For the first time in the survey's eight-year history, global media freedom showed no overall decline. Libya and Tunisia moved from "not free" to "partly free" after the collapse of their dictatorships.

However, the Middle East remains one of the most repressive regions in the world, with nearly 71 per cent of people living in countries considered by Freedom House as "not free." In addition, some Western countries have fallen in the rankings.

The United States was criticized for heavy-handed police crackdowns on journalists covering the Occupy Wall Street protests in 2011. Britain was also downgraded for restricting journalists covering riots, and "super-injunctions" that prevent the media from reporting the existence of an injunction against coverage of certain celebrities and wealthy people.

Another watchdog group, the Committee to Protect Journalists, a New York-based non-profit, identified Eritrea as the country with the worst censorship, followed closely by North Korea, Syria and Iran. China, meanwhile, continues its reign as the world's largest country without press freedom, censoring coverage of everything from the Arab Spring to police brutality.

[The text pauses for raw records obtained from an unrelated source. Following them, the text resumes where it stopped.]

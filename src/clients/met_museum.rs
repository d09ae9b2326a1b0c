use std::collections::BTreeSet;
use std::sync::Arc;

use async_trait::async_trait;
use reqwest::Client;
use serde::Deserialize;
use tracing::debug;

use super::{Collector, CollectorError, Limiter, get_json, log_scaled, rate_limiter};
use crate::apt::evidence::{ArtistQuery, EvidenceRecord};
use crate::config::CollectorConfig;
use crate::constants::sources::MET_MUSEUM;

/// Object count at which importance saturates.
const IMPORTANCE_SATURATION_OBJECTS: f64 = 2000.0;

#[derive(Debug, Deserialize)]
struct SearchResponse {
    #[serde(default)]
    total: u64,
    #[serde(rename = "objectIDs", default)]
    object_ids: Option<Vec<u64>>,
}

#[derive(Debug, Deserialize)]
struct MetObject {
    #[serde(rename = "artistDisplayName", default)]
    artist_display_name: String,
    #[serde(default)]
    department: String,
    #[serde(default)]
    classification: String,
    #[serde(default)]
    tags: Option<Vec<MetTag>>,
}

#[derive(Debug, Deserialize)]
struct MetTag {
    term: String,
}

impl MetObject {
    /// True when every word of the queried name appears in the object's artist.
    fn is_by(&self, name: &str) -> bool {
        let artist = self.artist_display_name.to_lowercase();
        name.split_whitespace()
            .all(|word| artist.contains(&word.to_lowercase()))
    }

    fn terms(&self) -> impl Iterator<Item = String> + '_ {
        [self.department.as_str(), self.classification.as_str()]
            .into_iter()
            .chain(self.tags.iter().flatten().map(|t| t.term.as_str()))
            .map(|term| term.trim().to_lowercase())
            .filter(|term| !term.is_empty())
    }
}

#[derive(Clone)]
pub struct MetMuseumClient {
    client: Client,
    limiter: Arc<Limiter>,
    base_url: String,
    sample_objects: usize,
}

impl MetMuseumClient {
    pub fn new(
        user_agent: &str,
        config: &CollectorConfig,
        sample_objects: usize,
    ) -> Result<Self, CollectorError> {
        Ok(Self {
            client: super::http_client(user_agent, config)?,
            limiter: rate_limiter(config.requests_per_second),
            base_url: config.base_url.trim_end_matches('/').to_string(),
            sample_objects,
        })
    }

    async fn search(&self, name: &str) -> Result<Option<SearchResponse>, CollectorError> {
        let url = format!(
            "{}/search?artistOrCulture=true&q={}",
            self.base_url,
            urlencoding::encode(name)
        );
        get_json(&self.client, &self.limiter, &url).await
    }

    async fn object(&self, id: u64) -> Result<Option<MetObject>, CollectorError> {
        let url = format!("{}/objects/{id}", self.base_url);
        get_json(&self.client, &self.limiter, &url).await
    }
}

fn record(total: u64, samples: &[MetObject]) -> EvidenceRecord {
    let tags: BTreeSet<String> = samples.iter().flat_map(MetObject::terms).collect();

    EvidenceRecord {
        total_works_or_mentions: total,
        importance_signal: log_scaled(total as f64, IMPORTANCE_SATURATION_OBJECTS),
        category_tags: tags.into_iter().collect(),
        ..EvidenceRecord::new(MET_MUSEUM)
    }
}

#[async_trait]
impl Collector for MetMuseumClient {
    fn source(&self) -> &'static str {
        MET_MUSEUM
    }

    async fn collect(&self, query: &ArtistQuery) -> Result<Option<EvidenceRecord>, CollectorError> {
        let Some(search) = self.search(&query.name).await? else {
            return Ok(None);
        };

        let ids = search.object_ids.unwrap_or_default();
        if search.total == 0 || ids.is_empty() {
            return Ok(None);
        }

        let mut samples = Vec::new();
        for id in ids.iter().take(self.sample_objects) {
            if let Some(object) = self.object(*id).await? {
                samples.push(object);
            }
        }

        // The search also matches culture and title text; only keep it if the
        // sample is actually by this artist.
        if !samples.is_empty() && !samples.iter().any(|o| o.is_by(&query.name)) {
            debug!(artist = %query.name, "met search matched no objects by this artist");
            return Ok(None);
        }
        samples.retain(|o| o.is_by(&query.name));

        Ok(Some(record(search.total, &samples)))
    }
}

#[cfg(test)]
mod tests {
    use super::*;

    fn object(artist: &str, department: &str, tags: &[&str]) -> MetObject {
        MetObject {
            artist_display_name: artist.to_string(),
            department: department.to_string(),
            classification: "Paintings".to_string(),
            tags: Some(
                tags.iter()
                    .map(|t| MetTag {
                        term: (*t).to_string(),
                    })
                    .collect(),
            ),
        }
    }

    #[test]
    fn test_record_collects_terms() {
        let samples = vec![
            object("Rembrandt (Rembrandt van Rijn)", "European Paintings", &["Portraits", "Men"]),
            object("Rembrandt (Rembrandt van Rijn)", "Drawings and Prints", &["Portraits"]),
        ];

        let record = record(412, &samples);
        assert_eq!(record.source_name, "met_museum");
        assert_eq!(record.total_works_or_mentions, 412);
        assert_eq!(
            record.category_tags,
            vec![
                "drawings and prints",
                "european paintings",
                "men",
                "paintings",
                "portraits"
            ]
        );
        assert!(record.importance_signal > 50.0);
    }

    #[test]
    fn test_artist_name_matching() {
        let o = object("Rembrandt (Rembrandt van Rijn)", "European Paintings", &[]);
        assert!(o.is_by("Rembrandt van Rijn"));
        assert!(!o.is_by("Peter Paul Rubens"));
    }

    #[test]
    fn test_search_response_without_ids() {
        let search: SearchResponse =
            serde_json::from_str(r#"{"total":0,"objectIDs":null}"#).unwrap();
        assert_eq!(search.total, 0);
        assert!(search.object_ids.is_none());
    }
}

"In the name of stability or development, these regimes suppress independent reporting, amplify propaganda and use technology to control rather than empower their own citizens," Joel Simon, the group's executive director, said in a statement.

"Journalists are seen as a threat and often pay a high price for their reporting," he added. "But because the Internet and trade have made information global, domestic censorship affects people everywhere."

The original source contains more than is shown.